What is required
Only lines containing "special" are wanted from the data below. Copy those lines.

Extracted data entries
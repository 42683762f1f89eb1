//! Chi-square goodness-of-fit test for a single categorical variable
//!
//! Categories are either the distinct observed values or a contiguous
//! integer range. Expected counts are equal across categories or
//! proportional to caller-supplied weights.
//!
//! Degenerate inputs (no valid observations, a single category) are not
//! errors: the result carries `has_insufficient_data` and null statistics.

use serde::{Deserialize, Serialize};

use sd_core::CoreError;
use sd_core::data::{MissingSpec, sorted_unique};
use sd_core::special;

use crate::base::{ModelError, Result};

#[cfg(test)]
mod tests;

/// Expected counts below this make the chi-square approximation doubtful
pub const MIN_EXPECTED_COUNT: f64 = 5.0;

/// Widest integer range accepted by [`ExpectedRange::Range`]
pub const MAX_RANGE_CATEGORIES: usize = 1_000_000;

// ==================== Configuration ====================

/// Where the categories come from
#[derive(Debug, Clone, Copy, Default, PartialEq, Serialize, Deserialize)]
#[serde(rename_all = "camelCase")]
pub enum ExpectedRange {
    /// Distinct observed values
    #[default]
    FromData,
    /// Every integer in `lower..=upper`; values are floored and those
    /// outside the range excluded
    Range { lower: i64, upper: i64 },
}

/// How expected counts are distributed over the categories
#[derive(Debug, Clone, Default, PartialEq, Serialize, Deserialize)]
#[serde(rename_all = "camelCase")]
pub enum ExpectedValues {
    #[default]
    Equal,
    /// Relative weights, one per category in ascending category order
    Values(Vec<f64>),
}

#[derive(Debug, Clone, Default, PartialEq, Serialize, Deserialize)]
#[serde(rename_all = "camelCase", default)]
pub struct GoodnessOfFitConfig {
    pub expected_range: ExpectedRange,
    pub expected_values: ExpectedValues,
}

impl GoodnessOfFitConfig {
    pub fn with_range(mut self, lower: i64, upper: i64) -> Self {
        self.expected_range = ExpectedRange::Range { lower, upper };
        self
    }

    pub fn with_expected_values(mut self, values: Vec<f64>) -> Self {
        self.expected_values = ExpectedValues::Values(values);
        self
    }

    /// Check the parts of the configuration that do not depend on the data
    pub fn validate(&self) -> Result<()> {
        if let ExpectedRange::Range { lower, upper } = self.expected_range {
            if lower > upper {
                return Err(ModelError::InvalidConfig {
                    message: format!("range lower bound {} exceeds upper bound {}", lower, upper),
                });
            }
            let width = upper
                .checked_sub(lower)
                .and_then(|d| d.checked_add(1))
                .and_then(|w| usize::try_from(w).ok());
            if !width.is_some_and(|w| w <= MAX_RANGE_CATEGORIES) {
                return Err(ModelError::InvalidConfig {
                    message: format!(
                        "range {}..={} spans more than {} categories",
                        lower, upper, MAX_RANGE_CATEGORIES
                    ),
                });
            }
        }
        if let ExpectedValues::Values(values) = &self.expected_values {
            if let Some(bad) = values.iter().find(|v| !v.is_finite() || **v <= 0.0) {
                return Err(CoreError::InvalidParameter(format!(
                    "expected values must be positive, got {}",
                    bad
                ))
                .into());
            }
        }
        Ok(())
    }
}

// ==================== Result Types ====================

/// Observed and expected count of one category
#[derive(Debug, Clone, PartialEq, Serialize, Deserialize)]
#[serde(rename_all = "camelCase")]
pub struct CategoryFrequency {
    pub category: f64,
    pub observed: f64,
    pub expected: f64,
    /// Observed minus expected
    pub residual: f64,
}

#[derive(Debug, Clone, Copy, PartialEq, Eq, Serialize, Deserialize)]
pub enum InsufficientType {
    Empty,
    SingleCategory,
}

#[derive(Debug, Clone, Default, PartialEq, Serialize, Deserialize)]
pub struct ChiSquareStatistics {
    #[serde(rename = "ChiSquare")]
    pub chi_square: Option<f64>,
    #[serde(rename = "DF")]
    pub df: Option<usize>,
    #[serde(rename = "PValue")]
    pub p_value: Option<f64>,
}

#[derive(Debug, Clone, Default, PartialEq, Serialize, Deserialize)]
#[serde(rename_all = "camelCase")]
pub struct GoodnessOfFitMetadata {
    pub has_insufficient_data: bool,
    pub insufficient_type: Vec<InsufficientType>,
    /// Categories with an expected count below five
    pub cells_below_five: usize,
    pub min_expected: Option<f64>,
}

#[derive(Debug, Clone, PartialEq, Serialize, Deserialize)]
#[serde(rename_all = "camelCase")]
pub struct GoodnessOfFit {
    pub frequencies: Vec<CategoryFrequency>,
    pub test_statistics: ChiSquareStatistics,
    pub metadata: GoodnessOfFitMetadata,
}

impl GoodnessOfFit {
    /// Number of valid observations counted
    pub fn n(&self) -> f64 {
        self.frequencies.iter().map(|f| f.observed).sum()
    }

    pub fn category_count(&self) -> usize {
        self.frequencies.len()
    }
}

// ==================== Computation ====================

/// Categories in ascending order with their observed counts
fn observed_counts(valid: &[f64], range: ExpectedRange) -> (Vec<f64>, Vec<f64>) {
    match range {
        ExpectedRange::FromData => {
            let categories = sorted_unique(valid);
            let mut counts = vec![0.0; categories.len()];
            for v in valid {
                if let Ok(i) = categories.binary_search_by(|c| c.total_cmp(v)) {
                    counts[i] += 1.0;
                }
            }
            (categories, counts)
        }
        ExpectedRange::Range { lower, upper } => {
            let categories: Vec<f64> = (lower..=upper).map(|c| c as f64).collect();
            let mut counts = vec![0.0; categories.len()];
            for v in valid {
                let floored = v.floor();
                if floored >= lower as f64 && floored <= upper as f64 {
                    counts[(floored - lower as f64) as usize] += 1.0;
                }
            }
            (categories, counts)
        }
    }
}

/// Expected count per category, summing to `n`
fn expected_counts(n: f64, k: usize, values: &ExpectedValues) -> Result<Vec<f64>> {
    match values {
        ExpectedValues::Equal => Ok(vec![n / k as f64; k]),
        ExpectedValues::Values(weights) => {
            if weights.len() != k {
                return Err(CoreError::InvalidParameter(format!(
                    "expected {} expected values, one per category, got {}",
                    k,
                    weights.len()
                ))
                .into());
            }
            let total: f64 = weights.iter().sum();
            Ok(weights.iter().map(|w| w / total * n).collect())
        }
    }
}

/// Chi-square goodness-of-fit test of `data` after missing-value filtering
pub fn chi_square_goodness_of_fit(
    data: &[f64],
    missing: &MissingSpec,
    config: &GoodnessOfFitConfig,
) -> Result<GoodnessOfFit> {
    config.validate()?;

    let valid = missing.valid_values(data);
    let (categories, observed) = observed_counts(&valid, config.expected_range);
    let n: f64 = observed.iter().sum();
    let k = categories.len();

    let mut insufficient = Vec::new();
    if n == 0.0 {
        insufficient.push(InsufficientType::Empty);
    }
    if k == 1 {
        insufficient.push(InsufficientType::SingleCategory);
    }

    // With one category or no observations every weighting yields N/k
    let expected = if insufficient.is_empty() {
        expected_counts(n, k, &config.expected_values)?
    } else {
        vec![if k > 0 { n / k as f64 } else { 0.0 }; k]
    };

    let frequencies: Vec<CategoryFrequency> = categories
        .iter()
        .zip(&observed)
        .zip(&expected)
        .map(|((&category, &observed), &expected)| CategoryFrequency {
            category,
            observed,
            expected,
            residual: observed - expected,
        })
        .collect();

    let metadata = GoodnessOfFitMetadata {
        has_insufficient_data: !insufficient.is_empty(),
        insufficient_type: insufficient,
        cells_below_five: expected.iter().filter(|&&e| e < MIN_EXPECTED_COUNT).count(),
        min_expected: expected.iter().copied().reduce(f64::min),
    };

    if metadata.has_insufficient_data {
        log::debug!("goodness of fit: insufficient data {:?}", metadata.insufficient_type);
        return Ok(GoodnessOfFit {
            frequencies,
            test_statistics: ChiSquareStatistics::default(),
            metadata,
        });
    }

    let chi_square = chi_square_statistic(&frequencies, config);
    let df = k - 1;
    let p_value = special::chi_square_sf(chi_square, df as f64);

    log::debug!(
        "goodness of fit: χ² = {:.6}, df = {}, p = {:.6}, N = {}",
        chi_square,
        df,
        p_value,
        n
    );

    Ok(GoodnessOfFit {
        frequencies,
        test_statistics: ChiSquareStatistics {
            chi_square: Some(chi_square),
            df: Some(df),
            p_value: Some(p_value),
        },
        metadata,
    })
}

fn chi_square_statistic(frequencies: &[CategoryFrequency], config: &GoodnessOfFitConfig) -> f64 {
    let term = |f: &CategoryFrequency| f.residual * f.residual / f.expected;

    match (config.expected_range, &config.expected_values) {
        // Empty categories in range all contribute (0 − E)²/E = E
        (ExpectedRange::Range { .. }, ExpectedValues::Equal) => {
            let realized = frequencies.iter().filter(|f| f.observed > 0.0);
            let unobserved = frequencies.iter().filter(|f| f.observed == 0.0).count();
            let expected = frequencies.first().map_or(0.0, |f| f.expected);
            realized.map(term).sum::<f64>() + unobserved as f64 * expected
        }
        _ => frequencies.iter().map(term).sum(),
    }
}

Answer for the task
use sd_core::special;
    let p_value = special::chi_square_sf(chi_square, df as f64);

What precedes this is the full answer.